What this task involves:
The complete listing should be restated exactly.

Records supplied:
+ + + + +

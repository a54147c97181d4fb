// SPDX-License-Identifier: MIT OR Apache-2.0

//! INI-style line parser.
//!
//! Each line is comment-stripped and trimmed, then classified as blank,
//! `[section.name]` header or `key = value` assignment. Keys assigned after a
//! header are prefixed with the section name. Any other line aborts the parse.

use crate::domain::{KeyTree, PropertiesError, PropertyKey, Result};
use crate::ports::TreeParser;
use once_cell::sync::Lazy;
use regex::Regex;
use std::borrow::Cow;
use std::io::BufRead;

/// `[identifier]` on a trimmed line.
static SECTION_REGEX: Lazy<Regex> =
    Lazy::new(|| Regex::new(r"^\[([A-Za-z0-9_.]+)\]$").unwrap());

/// `identifier = value` on a trimmed line.
static ASSIGNMENT_REGEX: Lazy<Regex> =
    Lazy::new(|| Regex::new(r"^([A-Za-z0-9_.]+)\s*=\s*(.*)$").unwrap());

const COMMENT_MARKER: char = '#';
const ESCAPE: char = '\\';

/// Parser for the INI-like properties format.
///
/// # Examples
///
/// ```rust
/// use keyprops::adapters::IniParser;
/// use keyprops::ports::TreeParser;
///
/// let tree = IniParser::new()
///     .parse("port = 80 # http\n[tls]\nport = 443")
///     .unwrap();
/// assert_eq!(tree.find("port").unwrap().value(), Some("80"));
/// assert_eq!(tree.find("tls.port").unwrap().value(), Some("443"));
/// ```
#[derive(Debug, Clone, Default)]
pub struct IniParser;

/// What a single cleaned-up line turned out to be.
#[derive(Debug, PartialEq)]
enum Line<'a> {
    Blank,
    Section(&'a str),
    Assignment(&'a str, &'a str),
}

impl IniParser {
    /// Creates a new INI parser.
    pub fn new() -> Self {
        IniParser
    }

    /// Cuts the line at the first unescaped `#` and trims it.
    ///
    /// `\#` stands for a literal `#` and `\\` for a literal backslash. Any
    /// other backslash is kept as written.
    fn clean(line: &str) -> Cow<'_, str> {
        if !line.contains(ESCAPE) {
            let end = line.find(COMMENT_MARKER).unwrap_or(line.len());
            return Cow::Borrowed(line[..end].trim());
        }

        let mut out = String::with_capacity(line.len());
        let mut chars = line.chars().peekable();
        while let Some(c) = chars.next() {
            match c {
                COMMENT_MARKER => break,
                ESCAPE => match chars.peek() {
                    Some(&next) if next == COMMENT_MARKER || next == ESCAPE => {
                        out.push(next);
                        chars.next();
                    }
                    _ => out.push(c),
                },
                _ => out.push(c),
            }
        }
        Cow::Owned(out.trim().to_string())
    }

    fn classify(line: &str) -> Option<Line<'_>> {
        if line.is_empty() {
            return Some(Line::Blank);
        }
        if let Some(caps) = SECTION_REGEX.captures(line) {
            return caps.get(1).map(|m| Line::Section(m.as_str()));
        }
        let caps = ASSIGNMENT_REGEX.captures(line)?;
        match (caps.get(1), caps.get(2)) {
            (Some(key), Some(value)) => Some(Line::Assignment(key.as_str(), value.as_str())),
            _ => None,
        }
    }
}

fn invalid_line(line_number: usize, raw: &str) -> PropertiesError {
    PropertiesError::ParseError {
        line_number,
        line: raw.to_string(),
    }
}

impl TreeParser for IniParser {
    fn parse_reader(&self, reader: &mut dyn BufRead) -> Result<KeyTree> {
        let mut tree = KeyTree::new();
        let mut current_section = String::new();
        let mut assignments = 0usize;

        for (idx, raw) in reader.lines().enumerate() {
            let raw = raw?;
            let line_number = idx + 1;
            let cleaned = Self::clean(&raw);

            match Self::classify(&cleaned) {
                Some(Line::Blank) => {}
                Some(Line::Section(name)) => {
                    PropertyKey::from(name)
                        .validate()
                        .map_err(|_| invalid_line(line_number, &raw))?;
                    tracing::trace!("Entering section '{}' at line {}", name, line_number);
                    current_section = format!("{}.", name);
                }
                Some(Line::Assignment(key, value)) => {
                    let full_key = format!("{}{}", current_section, key);
                    PropertyKey::from(full_key.as_str())
                        .validate()
                        .map_err(|_| invalid_line(line_number, &raw))?;
                    tree.put(&full_key, value)?;
                    assignments += 1;
                }
                None => return Err(invalid_line(line_number, &raw)),
            }
        }

        tracing::debug!(
            "Parsed {} assignments into {} valued keys",
            assignments,
            tree.len()
        );

        Ok(tree)
    }

    fn supported_extensions(&self) -> &[&str] {
        &["ini", "properties", "conf", "cfg"]
    }
}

+ + + + +

Expected output:
repository a54147c97181d4fb
// SPDX-License-Identifier: MIT OR Apache-2.0

//! INI-style line parser.
//!
//! Each line is comment-stripped and trimmed, then classified as blank,
//! `[section.name]` header or `key = value` assignment. Keys assigned after a
//! header are prefixed with the section name. Any other line aborts the parse.

use crate::domain::{KeyTree, PropertiesError, PropertyKey, Result};
use crate::ports::TreeParser;
use once_cell::sync::Lazy;
use regex::Regex;
use std::borrow::Cow;
use std::io::BufRead;

/// `[identifier]` on a trimmed line.
static SECTION_REGEX: Lazy<Regex> =
    Lazy::new(|| Regex::new(r"^\[([A-Za-z0-9_.]+)\]$").unwrap());

/// `identifier = value` on a trimmed line.
static ASSIGNMENT_REGEX: Lazy<Regex> =
    Lazy::new(|| Regex::new(r"^([A-Za-z0-9_.]+)\s*=\s*(.*)$").unwrap());

const COMMENT_MARKER: char = '#';
const ESCAPE: char = '\\';

/// Parser for the INI-like properties format.
///
/// # Examples
///
/// ```rust
/// use keyprops::adapters::IniParser;
/// use keyprops::ports::TreeParser;
///
/// let tree = IniParser::new()
///     .parse("port = 80 # http\n[tls]\nport = 443")
///     .unwrap();
/// assert_eq!(tree.find("port").unwrap().value(), Some("80"));
/// assert_eq!(tree.find("tls.port").unwrap().value(), Some("443"));
/// ```
#[derive(Debug, Clone, Default)]
pub struct IniParser;

/// What a single cleaned-up line turned out to be.
#[derive(Debug, PartialEq)]
enum Line<'a> {
    Blank,
    Section(&'a str),
    Assignment(&'a str, &'a str),
}

impl IniParser {
    /// Creates a new INI parser.
    pub fn new() -> Self {
        IniParser
    }

    /// Cuts the line at the first unescaped `#` and trims it.
    ///
    /// `\#` stands for a literal `#` and `\\` for a literal backslash. Any
    /// other backslash is kept as written.
    fn clean(line: &str) -> Cow<'_, str> {
        if !line.contains(ESCAPE) {
            let end = line.find(COMMENT_MARKER).unwrap_or(line.len());
            return Cow::Borrowed(line[..end].trim());
        }

        let mut out = String::with_capacity(line.len());
        let mut chars = line.chars().peekable();
        while let Some(c) = chars.next() {
            match c {
                COMMENT_MARKER => break,
                ESCAPE => match chars.peek() {
                    Some(&next) if next == COMMENT_MARKER || next == ESCAPE => {
                        out.push(next);
                        chars.next();
                    }
                    _ => out.push(c),
                },
                _ => out.push(c),
            }
        }
        Cow::Owned(out.trim().to_string())
    }

    fn classify(line: &str) -> Option<Line<'_>> {
        if line.is_empty() {
            return Some(Line::Blank);
        }
        if let Some(caps) = SECTION_REGEX.captures(line) {
            return caps.get(1).map(|m| Line::Section(m.as_str()));
        }
        let caps = ASSIGNMENT_REGEX.captures(line)?;
        match (caps.get(1), caps.get(2)) {
            (Some(key), Some(value)) => Some(Line::Assignment(key.as_str(), value.as_str())),
            _ => None,
        }
    }
}

fn invalid_line(line_number: usize, raw: &str) -> PropertiesError {
    PropertiesError::ParseError {
        line_number,
        line: raw.to_string(),
    }
}

impl TreeParser for IniParser {
    fn parse_reader(&self, reader: &mut dyn BufRead) -> Result<KeyTree> {
        let mut tree = KeyTree::new();
        let mut current_section = String::new();
        let mut assignments = 0usize;

        for (idx, raw) in reader.lines().enumerate() {
            let raw = raw?;
            let line_number = idx + 1;
            let cleaned = Self::clean(&raw);

            match Self::classify(&cleaned) {
                Some(Line::Blank) => {}
                Some(Line::Section(name)) => {
                    PropertyKey::from(name)
                        .validate()
                        .map_err(|_| invalid_line(line_number, &raw))?;
                    tracing::trace!("Entering section '{}' at line {}", name, line_number);
                    current_section = format!("{}.", name);
                }
                Some(Line::Assignment(key, value)) => {
                    let full_key = format!("{}{}", current_section, key);
                    PropertyKey::from(full_key.as_str())
                        .validate()
                        .map_err(|_| invalid_line(line_number, &raw))?;
                    tree.put(&full_key, value)?;
                    assignments += 1;
                }
                None => return Err(invalid_line(line_number, &raw)),
            }
        }

        tracing::debug!(
            "Parsed {} assignments into {} valued keys",
            assignments,
            tree.len()
        );

        Ok(tree)
    }

    fn supported_extensions(&self) -> &[&str] {
        &["ini", "properties", "conf", "cfg"]
    }
}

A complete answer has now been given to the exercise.